I ain't. I'm saying that the attempt to gain knowledge of objective truth and base your actions on it - especially when it's objective ethical truth, be that consequential or absolute - is infintely regressive. When you've accepted that you won't know, you just pick a time t when you have to make a decision based on what you have. Since M$'s ostensible problem is that ze has already accepted that ze won't know the truth, the rest just follows on along...
M$:
I see your point that neither relativism nor solipsism make much difference to how we live...but they make a bit more of an impact on why we live surely? Or at least why we live the way we do and care about the things we care about?
It seems to me that you're looking for some kind of guide to living derived from ontology - or rather, it's reverse: from not knowing What Is. I don't think it's there. I believe that it's all and always about what you can do with the incomplete knowledge you have. Can you be absolutely certain that people you interact with are not parts of yourself? No. But you perceive yourself as distinct from them, and they appear to respond in that way. You can only continue in that way until and unless contrary evidence presents itself. You have no particular evidence to doubt your perception of the world, you just recognise that it is not certain.
And those things boil right down to the utterly selfish from those standpoints surely? All one 'need' be concerned with from a solipsistic or relativistic position is one's own comfort and convenience, surely?
Whether the world is objectively real or not has no bearing on its internal mechanisms. It will respond in the same way whether it's a genuine physical place or a myth projected into your mind as your living brain sits in a vat on my sitting room, admired by my friends as an artwork.

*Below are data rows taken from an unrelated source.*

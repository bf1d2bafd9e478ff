use std::fmt;

use crate::interpreter::value::Number;

/// An abstract syntax tree (AST) node representing an arithmetic expression.
///
/// Only three shapes exist: numeric literals, unary operations and binary
/// operations. The parser never builds anything else, so names, calls,
/// strings and comparisons are rejected before a tree exists. Every node
/// records the column of the token that introduced it.
///
/// The enum is `#[non_exhaustive]` so downstream code keeps a fallback arm;
/// the evaluator keeps one too and reports unknown shapes as
/// [`EvalError::UnsupportedNode`](crate::error::EvalError::UnsupportedNode).
#[derive(Debug, Clone, PartialEq)]
#[non_exhaustive]
pub enum Expr {
    /// A numeric literal such as `42`, `0x1f` or `2.5e-3`.
    Number {
        /// The literal value.
        value:  Number,
        /// Column of the literal in the source (1-based).
        column: usize,
    },
    /// A prefix operation (`+x`, `-x`).
    UnaryOp {
        /// The unary operator to apply.
        op:     UnaryOperator,
        /// The operand expression.
        expr:   Box<Self>,
        /// Column of the operator in the source (1-based).
        column: usize,
    },
    /// An infix operation.
    BinaryOp {
        /// Left operand.
        left:   Box<Self>,
        /// The operator.
        op:     BinaryOperator,
        /// Right operand.
        right:  Box<Self>,
        /// Column of the operator in the source (1-based).
        column: usize,
    },
}

impl Expr {
    /// Gets the source column from `self`.
    ///
    /// ## Example
    /// ```
    /// use reckon::{ast::Expr, interpreter::value::Number};
    ///
    /// let expr = Expr::Number { value:  Number::from(7),
    ///                           column: 5, };
    ///
    /// assert_eq!(expr.column(), 5);
    /// ```
    #[must_use]
    pub const fn column(&self) -> usize {
        match self {
            Self::Number { column, .. }
            | Self::UnaryOp { column, .. }
            | Self::BinaryOp { column, .. } => *column,
        }
    }

    /// Short name of the node kind, used in diagnostics.
    #[must_use]
    pub const fn kind(&self) -> &'static str {
        match self {
            Self::Number { .. } => "number",
            Self::UnaryOp { .. } => "unary operation",
            Self::BinaryOp { .. } => "binary operation",
        }
    }
}

/// Renders the tree fully parenthesised, e.g. `(2 + (3 * 4))`.
impl fmt::Display for Expr {
    fn fmt(&self, f: &mut fmt::Formatter<'_>) -> fmt::Result {
        match self {
            Self::Number { value, .. } => write!(f, "{value}"),
            Self::UnaryOp { op, expr, .. } => write!(f, "({op}{expr})"),
            Self::BinaryOp { left, op, right, .. } => write!(f, "({left} {op} {right})"),
        }
    }
}

/// Represents a binary operator.
#[derive(Debug, Copy, Clone, PartialEq, Eq, Hash)]
pub enum BinaryOperator {
    /// Addition (`+`)
    Add,
    /// Subtraction (`-`)
    Sub,
    /// Multiplication (`*`)
    Mul,
    /// True division (`/`), always producing a float.
    Div,
    /// Floor division (`//`)
    FloorDiv,
    /// Modulo (`%`), with the sign of the divisor.
    Mod,
    /// Exponentiation (`**`)
    Pow,
}

/// Represents a unary prefix operator.
#[derive(Debug, Copy, Clone, PartialEq, Eq, Hash)]
pub enum UnaryOperator {
    /// Identity (`+x`).
    Plus,
    /// Arithmetic negation (`-x`).
    Minus,
}

impl fmt::Display for BinaryOperator {
    fn fmt(&self, f: &mut fmt::Formatter<'_>) -> fmt::Result {
        use BinaryOperator::{Add, Div, FloorDiv, Mod, Mul, Pow, Sub};
        let operator = match self {
            Add => "+",
            Sub => "-",
            Mul => "*",
            Div => "/",
            FloorDiv => "//",
            Mod => "%",
            Pow => "**",
        };
        write!(f, "{operator}")
    }
}

impl fmt::Display for UnaryOperator {
    fn fmt(&self, f: &mut fmt::Formatter<'_>) -> fmt::Result {
        match self {
            Self::Plus => write!(f, "+"),
            Self::Minus => write!(f, "-"),
        }
    }
}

So you can expect the same results from it; if you're selfish, people will yell at you, dump you, arrest you, or make you a CEO, depending on how you exhibit it.
Everyone else is just another self important closed system in a sea of self important closed systems, and it is impossible to do 'wrong' or 'right' by anybody but yourself, no??

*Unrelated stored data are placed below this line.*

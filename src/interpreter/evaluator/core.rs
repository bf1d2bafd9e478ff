use tracing::trace;

use crate::{
    ast::{BinaryOperator, Expr, UnaryOperator},
    error::EvalError,
    interpreter::{evaluator::table::OperatorTable, value::Number},
};

/// Result type used by the evaluator.
///
/// All evaluation functions return either a value of type `T` or an
/// `EvalError` describing the failure.
pub type EvalResult<T> = Result<T, EvalError>;

/// Default limit on how deeply a tree may nest before evaluation refuses it.
///
/// Only unary operands and right operands count as nesting; a chain such as
/// `1 + 2 + 3` is walked along its left operands without going deeper.
pub const DEFAULT_MAX_DEPTH: usize = 512;

/// Walks expression trees and computes their values.
///
/// An evaluator only holds its operator whitelist and a depth limit; it has no
/// mutable state, so one instance can evaluate any number of trees, from any
/// number of threads.
///
/// ## Usage
/// ```
/// use reckon::{
///     ast::BinaryOperator,
///     error::EvalError,
///     interpreter::evaluator::{Evaluator, OperatorTable},
///     parse,
/// };
///
/// let tree = parse("2 ** 8").unwrap();
///
/// let standard = Evaluator::default();
/// assert_eq!(standard.evaluate(&tree).unwrap().to_string(), "256");
///
/// let no_powers = Evaluator::new(OperatorTable::standard().without_binary(BinaryOperator::Pow));
/// assert!(matches!(no_powers.evaluate(&tree),
///                  Err(EvalError::UnsupportedOperator { .. })));
/// ```
#[derive(Debug, Clone)]
pub struct Evaluator {
    table:     OperatorTable,
    max_depth: usize,
}

impl Default for Evaluator {
    fn default() -> Self {
        Self::new(OperatorTable::standard())
    }
}

impl Evaluator {
    /// Creates an evaluator restricted to the operators in `table`.
    #[must_use]
    pub const fn new(table: OperatorTable) -> Self {
        Self { table,
               max_depth: DEFAULT_MAX_DEPTH }
    }

    /// Creates a standard evaluator that accepts every tree the parser
    /// produces under `parse_limit`.
    ///
    /// Each parser nesting level (a group, a sign or an exponent) can add at
    /// most two evaluation levels, so the limit is `2 * parse_limit + 3`, and
    /// never lower than [`DEFAULT_MAX_DEPTH`].
    ///
    /// # Example
    /// ```
    /// use reckon::interpreter::{evaluator::Evaluator, parser::parse_with_limit};
    ///
    /// let source = format!("{}1{}", "1 + 2 * (".repeat(300), ")".repeat(300));
    /// let tree = parse_with_limit(&source, 300).unwrap();
    ///
    /// assert!(Evaluator::default().evaluate(&tree).is_err());
    /// assert!(Evaluator::for_parse_limit(300).evaluate(&tree).is_ok());
    /// ```
    #[must_use]
    pub fn for_parse_limit(parse_limit: usize) -> Self {
        let max_depth = parse_limit.saturating_mul(2)
                                   .saturating_add(3)
                                   .max(DEFAULT_MAX_DEPTH);
        Self::default().with_max_depth(max_depth)
    }

    /// Replaces the nesting limit.
    #[must_use]
    pub fn with_max_depth(mut self, max_depth: usize) -> Self {
        self.max_depth = max_depth;
        self
    }

    /// Evaluates a tree and returns its value.
    ///
    /// Both operands of a binary operation are always evaluated, left first,
    /// before the operator is applied. The first error aborts the walk.
    pub fn evaluate(&self, expr: &Expr) -> EvalResult<Number> {
        self.eval(expr, 1)
    }

    fn eval(&self, expr: &Expr, depth: usize) -> EvalResult<Number> {
        if depth > self.max_depth {
            return Err(EvalError::NestingTooDeep { limit: self.max_depth });
        }

        match expr {
            Expr::Number { value, .. } => Ok(value.clone()),
            Expr::UnaryOp { op, expr, column } => {
                let operand = self.eval(expr, depth + 1)?;
                self.eval_unary(*op, &operand, *column)
            },
            Expr::BinaryOp { .. } => self.eval_chain(expr, depth),
            #[allow(unreachable_patterns)]
            other => Err(EvalError::UnsupportedNode { kind: other.kind().to_string() }),
        }
    }

    /// Evaluates a binary operation and every binary operation along its left
    /// operands.
    ///
    /// The left spine is collected with a loop, so a long flat chain such as
    /// `1 + 1 + ... + 1` costs no depth. Right operands are one level deeper.
    fn eval_chain(&self, expr: &Expr, depth: usize) -> EvalResult<Number> {
        let mut spine = Vec::new();
        let mut node = expr;
        while let Expr::BinaryOp { left,
                                   op,
                                   right,
                                   column, } = node
        {
            spine.push((*op, right.as_ref(), *column));
            node = left.as_ref();
        }

        let mut value = self.eval(node, depth)?;
        for (op, right, column) in spine.into_iter().rev() {
            let right = self.eval(right, depth + 1)?;
            value = self.eval_binary(op, &value, &right, column)?;
        }
        Ok(value)
    }

    /// Applies a unary operator looked up in the operator table.
    ///
    /// # Example
    /// ```
    /// use reckon::{
    ///     ast::UnaryOperator,
    ///     interpreter::{evaluator::Evaluator, value::Number},
    /// };
    ///
    /// let v = Evaluator::default().eval_unary(UnaryOperator::Minus, &Number::from(5), 1)
    ///                             .unwrap();
    /// assert_eq!(v, Number::from(-5));
    /// ```
    pub fn eval_unary(&self,
                      op: UnaryOperator,
                      operand: &Number,
                      column: usize)
                      -> EvalResult<Number> {
        let function = self.table
                           .unary(op)
                           .ok_or_else(|| EvalError::UnsupportedOperator { operator: op.to_string(),
                                                                           arity: "unary",
                                                                           column })?;
        let result = function(operand).map_err(|cause| EvalError::ArithmeticFailure { cause,
                                                                                     column })?;
        trace!(%op, %operand, %result, "unary");
        Ok(result)
    }

    /// Applies a binary operator looked up in the operator table.
    ///
    /// # Example
    /// ```
    /// use reckon::{
    ///     ast::BinaryOperator,
    ///     interpreter::{evaluator::Evaluator, value::Number},
    /// };
    ///
    /// let evaluator = Evaluator::default();
    /// let result = evaluator.eval_binary(BinaryOperator::FloorDiv,
    ///                                    &Number::from(-7),
    ///                                    &Number::from(2),
    ///                                    1);
    /// assert_eq!(result.unwrap(), Number::from(-4));
    /// ```
    pub fn eval_binary(&self,
                       op: BinaryOperator,
                       left: &Number,
                       right: &Number,
                       column: usize)
                       -> EvalResult<Number> {
        let function = self.table
                           .binary(op)
                           .ok_or_else(|| EvalError::UnsupportedOperator { operator: op.to_string(),
                                                                           arity: "binary",
                                                                           column })?;
        let result = function(left, right).map_err(|cause| EvalError::ArithmeticFailure { cause,
                                                                                         column })?;
        trace!(%left, %op, %right, %result, "binary");
        Ok(result)
    }
}

/// Evaluates a tree with the standard operator table.
///
/// # Example
/// ```
/// use reckon::{evaluate, parse};
///
/// let tree = parse("7 / 2").unwrap();
/// assert_eq!(evaluate(&tree).unwrap().to_string(), "3.5");
/// ```
pub fn evaluate(expr: &Expr) -> EvalResult<Number> {
    Evaluator::default().evaluate(expr)
}

#[cfg(test)]
mod tests {
    use super::*;
    use crate::error::ArithmeticError;

    fn num(value: i64, column: usize) -> Box<Expr> {
        Box::new(Expr::Number { value: value.into(),
                                column })
    }

    fn binary(left: Box<Expr>, op: BinaryOperator, right: Box<Expr>, column: usize) -> Box<Expr> {
        Box::new(Expr::BinaryOp { left,
                                  op,
                                  right,
                                  column })
    }

    #[test]
    fn evaluates_hand_built_trees() {
        let tree = binary(num(2, 1), BinaryOperator::Mul, num(21, 5), 3);
        assert_eq!(evaluate(&tree).unwrap(), Number::from(42));
    }

    #[test]
    fn arithmetic_failures_carry_the_operator_column() {
        let tree = binary(num(1, 1), BinaryOperator::Mod, num(0, 5), 3);
        assert_eq!(evaluate(&tree),
                   Err(EvalError::ArithmeticFailure { cause:  ArithmeticError::ModuloByZero,
                                                      column: 3, }));
    }

    #[test]
    fn missing_table_entries_are_reported() {
        let evaluator =
            Evaluator::new(OperatorTable::standard().without_unary(UnaryOperator::Minus));
        let tree = Expr::UnaryOp { op:     UnaryOperator::Minus,
                                   expr:   num(1, 2),
                                   column: 1, };
        assert_eq!(evaluator.evaluate(&tree),
                   Err(EvalError::UnsupportedOperator { operator: "-".to_string(),
                                                        arity:    "unary",
                                                        column:   1, }));
    }

    #[test]
    fn both_operands_are_evaluated_before_combining() {
        // Only the right operand fails.
        let tree = binary(num(1, 1),
                          BinaryOperator::Add,
                          binary(num(1, 5), BinaryOperator::Div, num(0, 9), 7),
                          3);
        assert!(matches!(evaluate(&tree),
                         Err(EvalError::ArithmeticFailure { column: 7, .. })));
    }

    #[test]
    fn deep_trees_hit_the_limit() {
        let mut tree = num(1, 1);
        for _ in 0..20 {
            tree = Box::new(Expr::UnaryOp { op:     UnaryOperator::Minus,
                                            expr:   tree,
                                            column: 1, });
        }
        let evaluator = Evaluator::default().with_max_depth(10);
        assert_eq!(evaluator.evaluate(&tree),
                   Err(EvalError::NestingTooDeep { limit: 10 }));
        assert_eq!(evaluate(&tree).unwrap(), Number::from(1));
    }

    #[test]
    fn long_left_chains_cost_no_depth() {
        let mut tree = num(1, 1);
        for _ in 0..2_000 {
            tree = binary(tree, BinaryOperator::Add, num(1, 1), 1);
        }
        let evaluator = Evaluator::default().with_max_depth(3);
        assert_eq!(evaluator.evaluate(&tree).unwrap(), Number::from(2_001));
    }

    #[test]
    fn right_nesting_counts_toward_the_limit() {
        let mut tree = num(1, 1);
        for _ in 0..600 {
            tree = binary(num(1, 1), BinaryOperator::Sub, tree, 1);
        }
        assert_eq!(evaluate(&tree), Err(EvalError::NestingTooDeep { limit: DEFAULT_MAX_DEPTH }));
        assert_eq!(Evaluator::for_parse_limit(300).evaluate(&tree).unwrap(), Number::from(1));
    }

    #[test]
    fn chains_evaluate_left_to_right() {
        // ((10 - 4) - 3) // 2
        let tree = binary(binary(binary(num(10, 1), BinaryOperator::Sub, num(4, 6), 4),
                                 BinaryOperator::Sub,
                                 num(3, 10),
                                 8),
                          BinaryOperator::FloorDiv,
                          num(2, 15),
                          12);
        assert_eq!(evaluate(&tree).unwrap(), Number::from(1));

        // The innermost failure is reported, not the later one.

        let tree = binary(binary(num(1, 1), BinaryOperator::Mod, num(0, 5), 3),
                          BinaryOperator::Div,
                          num(0, 9),
                          7);
        assert!(matches!(evaluate(&tree),
                         Err(EvalError::ArithmeticFailure { cause: ArithmeticError::ModuloByZero,
                                                            column: 3 })));
    }

    #[test]
    fn evaluation_is_repeatable() {
        let tree = binary(num(7, 1), BinaryOperator::Div, num(2, 5), 3);
        assert_eq!(evaluate(&tree), evaluate(&tree));
    }
}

Well, at that point you're leaving Solipsism, where you're the only person who really exists, and heading towards relativism-as-amoralism, I suppose. There's nothing that says your system of ethics has to be selfish, once you accept that others exist in some form. That you may seek to help others to gratify yourself may or may not be important... it's a long argument. Since there are other people, and we can communicate with them, we have the possibility of sharing views and intersubjective moral truths and cultural norms and so on. My earlier point stands - just because there's no Platonic Right & Wrong doesn't mean that I can't stand up and object to something on moral grounds - it just means I have to be prepared to accept that I'm asserting something as a good, and that decision rests with me, not with God or with something I can put my hand on to back me up.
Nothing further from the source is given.